Taking on the Boloverse: The Triumphant – Book 3

A fortnight ago, as part of my ‘Taking on the Boloverse’ project, I blogged about The Unconquerable, the second in a series of military sci-fi books set in the Bolo shared universe. This week, I’m going to talk about The Triumphant, the third in the Bolo series. 

The Triumphant contains four stories, mostly written by Linda Evans. Her writing was a genuinely pleasant surprise. Moreover, I could see some of the inspiration behind Tom Kratman’s Big Boys Don’t Cry (BBDC).

The Farmer’s Wife 

The Farmer’s Wife has some resemblances to my novella in Tom Kratman’s Terra Nova: Wars of Liberation. Like The Long, Dark Goodnight , it’s about a colony mission that [SPOILERS] goes horribly wrong.

Unlike The Long, Dark Goodnight… well, there are lots of differences from my story… The Farmer’s Wife is about Mayor Tillie Matson whose two-week voyage to Matson’s World becomes a twenty-one-year mission when their ship, Star Cross, is attacked by the Xykdap (henceforth to be known as Consonants R’Us).

Tillie Matson’s colony ship is carrying farmers, kids (non-goat), goats, chickens and other livestock. Although this reminded me of Firefly, it raised the crucial question of why they didn’t just print artificial meat. But, hey ho, the story was written in 1995.

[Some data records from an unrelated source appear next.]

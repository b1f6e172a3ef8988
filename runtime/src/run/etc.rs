//! Files RUN provides to every container: hosts, resolv.conf, hostname
//! and `/run/.containerenv`.

use std::collections::BTreeSet;
use std::path::Path;

use a3s_build_core::dns::{generate_hostname_file, generate_hosts_file, generate_resolv_conf};
use a3s_build_core::error::{BuildError, Result};
use oci_spec::runtime::Mount;

use super::spec::mount;
use crate::copier::resolve_in_root;
use crate::define::PACKAGE;

/// What the generated files describe.
pub(crate) struct EtcSettings<'a> {
    pub hostname: &'a str,
    pub add_hosts: &'a [String],
    pub dns_servers: &'a [String],
    pub dns_search: &'a [String],
    pub dns_options: &'a [String],
    pub no_hosts: bool,
    pub no_hostname: bool,
    pub container_name: &'a str,
    pub container_id: &'a str,
    pub image_name: &'a str,
    pub image_id: &'a str,
}

fn parse_add_host(spec: &str) -> Result<(String, String)> {
    match spec.split_once(':') {
        Some((name, ip)) if !name.is_empty() && !ip.is_empty() => {
            Ok((name.to_string(), ip.to_string()))
        }
        _ => Err(BuildError::InvalidArgument(format!(
            "invalid --add-host {:?}: expected host:ip",
            spec
        ))),
    }
}

fn read_optional(path: &Path) -> Option<String> {
    std::fs::read_to_string(path).ok()
}

fn container_env(settings: &EtcSettings<'_>) -> String {
    let rootless = if nix::unistd::geteuid().is_root() { 0 } else { 1 };
    format!(
        "engine=\"{}-{}\"\nname={:?}\nid={:?}\nimage={:?}\nimageid={:?}\nrootless={}\n",
        PACKAGE,
        env!("CARGO_PKG_VERSION"),
        settings.container_name,
        settings.container_id,
        settings.image_name,
        settings.image_id,
        rootless
    )
}

/// Write the files into `bundle` and return bind mounts for those whose
/// destination is neither a volume nor already mounted.
pub(crate) fn etc_mounts(
    rootfs: &Path,
    bundle: &Path,
    settings: &EtcSettings<'_>,
    occupied: &BTreeSet<String>,
) -> Result<Vec<Mount>> {
    let mut files: Vec<(&str, &str, String)> = Vec::new();
    if !settings.no_hosts {
        let extra = settings
            .add_hosts
            .iter()
            .map(|h| parse_add_host(h))
            .collect::<Result<Vec<_>>>()?;
        let base = resolve_in_root(rootfs, Path::new("/etc/hosts"))
            .ok()
            .and_then(|p| read_optional(&p));
        files.push((
            "/etc/hosts",
            "hosts",
            generate_hosts_file(base.as_deref(), settings.hostname, &extra),
        ));
    }
    let host_resolv = read_optional(Path::new("/etc/resolv.conf"));
    files.push((
        "/etc/resolv.conf",
        "resolv.conf",
        generate_resolv_conf(
            settings.dns_servers,
            settings.dns_search,
            settings.dns_options,
            host_resolv.as_deref(),
        ),
    ));
    if !settings.no_hostname && !settings.hostname.is_empty() {
        files.push((
            "/etc/hostname",
            "hostname",
            generate_hostname_file(settings.hostname),
        ));
    }
    files.push(("/run/.containerenv", "containerenv", container_env(settings)));

    let mut mounts = Vec::new();
    for (destination, name, content) in files {
        if occupied.contains(destination) {
            tracing::debug!(path = destination, "Not providing file under a volume or mount");
            continue;
        }
        let path = bundle.join(name);
        std::fs::write(&path, content).map_err(|e| {
            BuildError::RuntimeError(format!("writing {}: {}", path.display(), e))
        })?;
        mounts.push(mount(destination, "bind", &path, &["rbind", "ro"])?);
    }
    Ok(mounts)
}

Why the hell are cows in my cargo hold? This is a Firefly ‘easter egg’ in the video game Outer Worlds [image from Reddit].
Anyway, after the Consonant Descendancy attack (okay, they’re not called that), the ship is left without propulsion, comms or navigation. Most of the crew are dead, and it’s up to the remaining colonists to use their agricultural skills to survive. Several families kill themselves in despair.

In the meantime, Digger, a Mark XX Model M Bolo, is working as a pest control specialist on Matson’s World. He’s left behind when the humans evacuate, and – for the next twenty years – uses genetically-modified toxic nematodes to destroy the Consonant invaders.

Redheaded Reference Toddler

The story ends with farmer’s wife Matson stepping off the ship to find Digger waiting for her. He reveals that the Consonants look like blind mice, in a callback to the old nursery rhyme.

The Farmer’s Wife is a great survival story that, somewhat disappointingly, skips the entire twenty-year journey of the wounded Star Cross. The ship’s arrival was so sudden that I turned back a couple of pages to check I didn’t miss anything. That said, it did have some great moments. As a mum of young kids, I loved the scene where an ENTIRE nursery of toddlers and babies were bundled into spacesuits. It has to be the cutest thing I’ve read recently. So cute, in fact, that I promptly looked for a spacesuit for the Redheaded Reference Toddler*.

[*I ordered a NASA ‘Payload Specialist’ babygrow to illustrate this blogpost, but – sadly – it hasn’t arrived yet. So, you’re just going to have to imagine the Redheaded Reference Toddler in a NASA spacesuit with a bubble helmet instead].

Little Red Hen

Tom doesn’t say Little Red Hen by Linda Evans and Robert R. Hollingsworth inspired Magnolia in BBDC, but I noticed some thematic resemblances. This is the tale of Ish Matsuro, former commander of a Mark XX Bolo called Red.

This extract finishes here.